I really want to know where they’re going with this because I can’t for the life of me figure it out.
I try to keep resemblance of what could be likened to journalistic integrity on this blog. I usually only write about things that I believe I have something worthy to say on the topic and I think it shows when I’ve forced out a post just to satisfy my obsessive-compulsive side. Still the temptation is always there to take the latest hot headline in one of my areas of interest and just parrot the popular sentiment as it’s an almost guaranteed way to drive people to this site. Sometimes I’m lucky enough that these two worlds collide and I get to write about something I like that brings people to my blog. One example of this was my reaction to the iPad which, whilst I knew was going to be all over the press, was an honest reaction to the product’s announcement and saw quite a few people coming here to get whatever details they could on Apple’s latest toy.
In the professional blogging world things aren’t quite so freeform.
You see, despite efforts to the contrary, the best way to make money off your online content is advertising. Depending on who you’re dealing with these can be cost per thousand impressions (CPM), cost per click (CPC) or some other variety. No matter what kind of advertising you end up slathering all over your content the amount you make will still be directly proportional to the number of users that you receive on your site. The best ways to do this usually involve breaking a story (although that doesn’t last that long in our Internet world), writing on the topic de’jeur or playing on people’s loyalties by taking a controversial stance on a subject. Take a look at any blogging site and you’ll see a combination of all of these, usually right there on the front page. All of this is done in aid of driving users and their respective advertising revenue to the site.

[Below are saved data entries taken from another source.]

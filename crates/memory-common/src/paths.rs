//! Well-known locations for memory data and shell history.

use camino::Utf8PathBuf;
use std::path::PathBuf;

/// Environment variable that overrides the layered store base directory.
pub const STORE_PATH_ENV: &str = "AI_MEMORY_STORE_PATH";

/// Shell history files probed during context capture, with the shell they belong to.
pub const HISTORY_FILES: &[(&str, &str)] = &[
    (".zsh_history", "zsh"),
    (".bash_history", "bash"),
    (".local/share/fish/fish_history", "fish"),
];

/// Get home directory.
pub fn home_dir() -> Option<PathBuf> {
    dirs::home_dir()
}

/// Get default base directory for the layered store.
///
/// Priority:
/// 1. AI_MEMORY_STORE_PATH environment variable (if set)
/// 2. ~/.config/ai/memory/layers
/// 3. .config/ai/memory/layers relative to the working directory
pub fn default_store_base() -> Utf8PathBuf {
    if let Ok(custom_path) = std::env::var(STORE_PATH_ENV) {
        return Utf8PathBuf::from(custom_path);
    }

    home_dir()
        .and_then(|home| Utf8PathBuf::from_path_buf(home).ok())
        .map(|home| home.join(".config/ai/memory/layers"))
        .unwrap_or_else(|| Utf8PathBuf::from(".config/ai/memory/layers"))
}

/// History files that exist under `home`, in probe order.
pub fn existing_history_files(home: &std::path::Path) -> Vec<(PathBuf, &'static str)> {
    HISTORY_FILES
        .iter()
        .map(|(relative, shell)| (home.join(relative), *shell))
        .filter(|(path, _)| path.is_file())
        .collect()
}

/// Infer a shell flavor from a `$SHELL`-style path.
pub fn shell_from_path(shell: &str) -> Option<&'static str> {
    let name = shell.rsplit('/').next().unwrap_or(shell);
    HISTORY_FILES
        .iter()
        .map(|(_, flavor)| *flavor)
        .find(|flavor| *flavor == name)
}

#[cfg(test)]
mod tests {
    use super::*;
    use tempfile::tempdir;

    #[test]
    fn test_existing_history_files() {
        let dir = tempdir().unwrap();
        std::fs::write(dir.path().join(".bash_history"), "ls\n").unwrap();

        let found = existing_history_files(dir.path());
        assert_eq!(found.len(), 1);
        assert_eq!(found[0].1, "bash");
    }

    #[test]
    fn test_shell_from_path() {
        assert_eq!(shell_from_path("/bin/zsh"), Some("zsh"));
        assert_eq!(shell_from_path("/usr/local/bin/fish"), Some("fish"));
        assert_eq!(shell_from_path("bash"), Some("bash"));
        assert_eq!(shell_from_path("/bin/tcsh"), None);
    }
}
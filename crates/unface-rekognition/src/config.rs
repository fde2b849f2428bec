//! Rekognition client configuration.

use std::fmt;

use crate::error::{DetectionError, DetectionResult};

/// Region used when `AWS_REGION` is not set.
pub const DEFAULT_REGION: &str = "us-east-1";

/// Configuration for the Rekognition client.
#[derive(Clone)]
pub struct RekognitionConfig {
    /// AWS region identifier
    pub region: String,
    /// Access key ID
    pub access_key_id: String,
    /// Secret access key
    pub secret_access_key: String,
    /// Session token for temporary credentials
    pub session_token: Option<String>,
}

impl RekognitionConfig {
    /// Create config from environment variables.
    ///
    /// Fails when either credential is missing or empty.
    pub fn from_env() -> DetectionResult<Self> {
        Self::from_lookup(|key| std::env::var(key).ok())
    }

    /// Create config from an arbitrary variable source.
    pub fn from_lookup<F>(lookup: F) -> DetectionResult<Self>
    where
        F: Fn(&str) -> Option<String>,
    {
        let non_empty = |key: &str| lookup(key).filter(|v| !v.trim().is_empty());

        Ok(Self {
            region: non_empty("AWS_REGION").unwrap_or_else(|| DEFAULT_REGION.to_string()),
            access_key_id: non_empty("AWS_ACCESS_KEY_ID")
                .ok_or_else(|| DetectionError::config_error("AWS_ACCESS_KEY_ID not set"))?,
            secret_access_key: non_empty("AWS_SECRET_ACCESS_KEY")
                .ok_or_else(|| DetectionError::config_error("AWS_SECRET_ACCESS_KEY not set"))?,
            session_token: non_empty("AWS_SESSION_TOKEN"),
        })
    }
}

// Credentials stay out of logs.
impl fmt::Debug for RekognitionConfig {
    fn fmt(&self, f: &mut fmt::Formatter<'_>) -> fmt::Result {
        f.debug_struct("RekognitionConfig")
            .field("region", &self.region)
            .field("access_key_id", &"***")
            .field("secret_access_key", &"***")
            .field("session_token", &self.session_token.as_ref().map(|_| "***"))
            .finish()
    }
}
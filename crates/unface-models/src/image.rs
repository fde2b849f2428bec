//! Base64 image payload decoding.

use std::sync::LazyLock;

use base64::alphabet;
use base64::engine::general_purpose::GeneralPurpose;
use base64::engine::{DecodePaddingMode, GeneralPurposeConfig};
use base64::Engine;
use regex::Regex;
use thiserror::Error;

/// Result type for payload decoding.
pub type PayloadResult<T> = Result<T, PayloadError>;

/// Errors that can occur while decoding an image payload.
#[derive(Debug, Error)]
pub enum PayloadError {
    #[error("Image is required")]
    Empty,

    #[error("Invalid base64 image data: {0}")]
    InvalidEncoding(#[from] base64::DecodeError),
}

/// Data-URI header sent by browsers, e.g. `data:image/png;base64,`.
static DATA_URI_PREFIX: LazyLock<Regex> =
    LazyLock::new(|| Regex::new(r"^data:image/\w+;base64,").expect("valid data URI pattern"));

/// Standard alphabet, padding optional, trailing bits tolerated.
const LENIENT_STANDARD: GeneralPurpose = GeneralPurpose::new(
    &alphabet::STANDARD,
    GeneralPurposeConfig::new()
        .with_decode_padding_mode(DecodePaddingMode::Indifferent)
        .with_decode_allow_trailing_bits(true),
);

/// Decoded image bytes, ready to send to a detection provider.
#[derive(Debug, Clone, PartialEq, Eq)]
pub struct ImagePayload {
    bytes: Vec<u8>,
}

impl ImagePayload {
    /// Decode a base64 image string, stripping an optional data-URI header.
    ///
    /// ASCII whitespace inside the encoded data is ignored and the URL-safe
    /// characters `-` and `_` are read as `+` and `/`. The decoded buffer
    /// must not be empty.
    pub fn decode(encoded: &str) -> PayloadResult<Self> {
        let compact: String = strip_data_uri(encoded)
            .chars()
            .filter(|c| !c.is_ascii_whitespace())
            .map(|c| match c {
                '-' => '+',
                '_' => '/',
                c => c,
            })
            .collect();

        if compact.is_empty() {
            return Err(PayloadError::Empty);
        }

        let bytes = LENIENT_STANDARD.decode(compact.as_bytes())?;
        if bytes.is_empty() {
            return Err(PayloadError::Empty);
        }

        Ok(Self { bytes })
    }

    pub fn into_bytes(self) -> Vec<u8> {
        self.bytes
    }
}

/// Remove a leading `data:image/<subtype>;base64,` header if present.
pub fn strip_data_uri(encoded: &str) -> &str {
    match DATA_URI_PREFIX.find(encoded) {
        Some(m) => &encoded[m.end()..],
        None => encoded,
    }
}

#[cfg(test)]
mod tests {
    use super::*;

    // 1x1 transparent PNG
    const PNG_B64: &str = "iVBORw0KGgoAAAANSUhEUgAAAAEAAAABCAQAAAC1HAwCAAAAC0lEQVR42mNkYAAAAAYAAjCB0C8AAAAASUVORK5CYII=";

    #[test]
    fn test_decode_raw_base64() {
        let bytes = ImagePayload::decode(PNG_B64).unwrap().into_bytes();
        assert_eq!(&bytes[1..4], b"PNG");
    }

    #[test]
    fn test_data_uri_and_raw_decode_identically() {
        let raw = ImagePayload::decode(PNG_B64).unwrap();
        let with_png_header =
            ImagePayload::decode(&format!("data:image/png;base64,{PNG_B64}")).unwrap();
        let with_jpeg_header =
            ImagePayload::decode(&format!("data:image/jpeg;base64,{PNG_B64}")).unwrap();
        assert_eq!(raw, with_png_header);
        assert_eq!(raw, with_jpeg_header);
    }

    #[test]
    fn test_strip_data_uri_only_at_start() {
        assert_eq!(strip_data_uri("data:image/webp;base64,AAAA"), "AAAA");
        assert_eq!(strip_data_uri("AAAAdata:image/png;base64,"), "AAAAdata:image/png;base64,");
        assert_eq!(strip_data_uri("data:text/plain;base64,AAAA"), "data:text/plain;base64,AAAA");
    }

    #[test]
    fn test_decode_tolerates_whitespace_and_missing_padding() {
        let expected = ImagePayload::decode("aGVsbG8=").unwrap();
        assert_eq!(expected.clone().into_bytes(), b"hello");
        assert_eq!(ImagePayload::decode("aGVsbG8").unwrap(), expected);
        assert_eq!(ImagePayload::decode("aGVs\nbG8=\n").unwrap(), expected);
    }

    #[test]
    fn test_decode_accepts_url_safe_alphabet() {
        let url_safe = ImagePayload::decode("aGVsbG8-_w").unwrap();
        let standard = ImagePayload::decode("aGVsbG8+/w==").unwrap();
        assert_eq!(url_safe, standard);
        assert_eq!(standard.into_bytes(), b"hello>\xff");
    }

    #[test]
    fn test_decode_empty() {
        assert!(matches!(ImagePayload::decode(""), Err(PayloadError::Empty)));
        assert!(matches!(ImagePayload::decode("  \n"), Err(PayloadError::Empty)));
        assert!(matches!(
            ImagePayload::decode("data:image/png;base64,"),
            Err(PayloadError::Empty)
        ));
    }

    #[test]
    fn test_decode_invalid_characters() {
        assert!(matches!(
            ImagePayload::decode("not*base64!"),
            Err(PayloadError::InvalidEncoding(_))
        ));
    }
}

As always this post was inspired by an example of such behaviour that I saw on the Internet. Currently one of the hot topics amongst the tech crowd is the issue of the iPhone 4’s antenna which can be shorted out if held in a certain way. I’ve steered clear of the topic mostly because I don’t have anything useful to say on the matter and it’s already been beaten to death in the headlines over the past couple weeks. To give you an idea of just how absurd this whole situation is getting take a gander at this post over at TechCrunch:
But the thing is, that trust that my mom gives to Consumer Reports was hard earned over decades of obsessive use. She trusts Consumer Reports. And if I read it I might trust it too. If they rated stuff on shininess I’d definitely subscribe. Or if they rated robots.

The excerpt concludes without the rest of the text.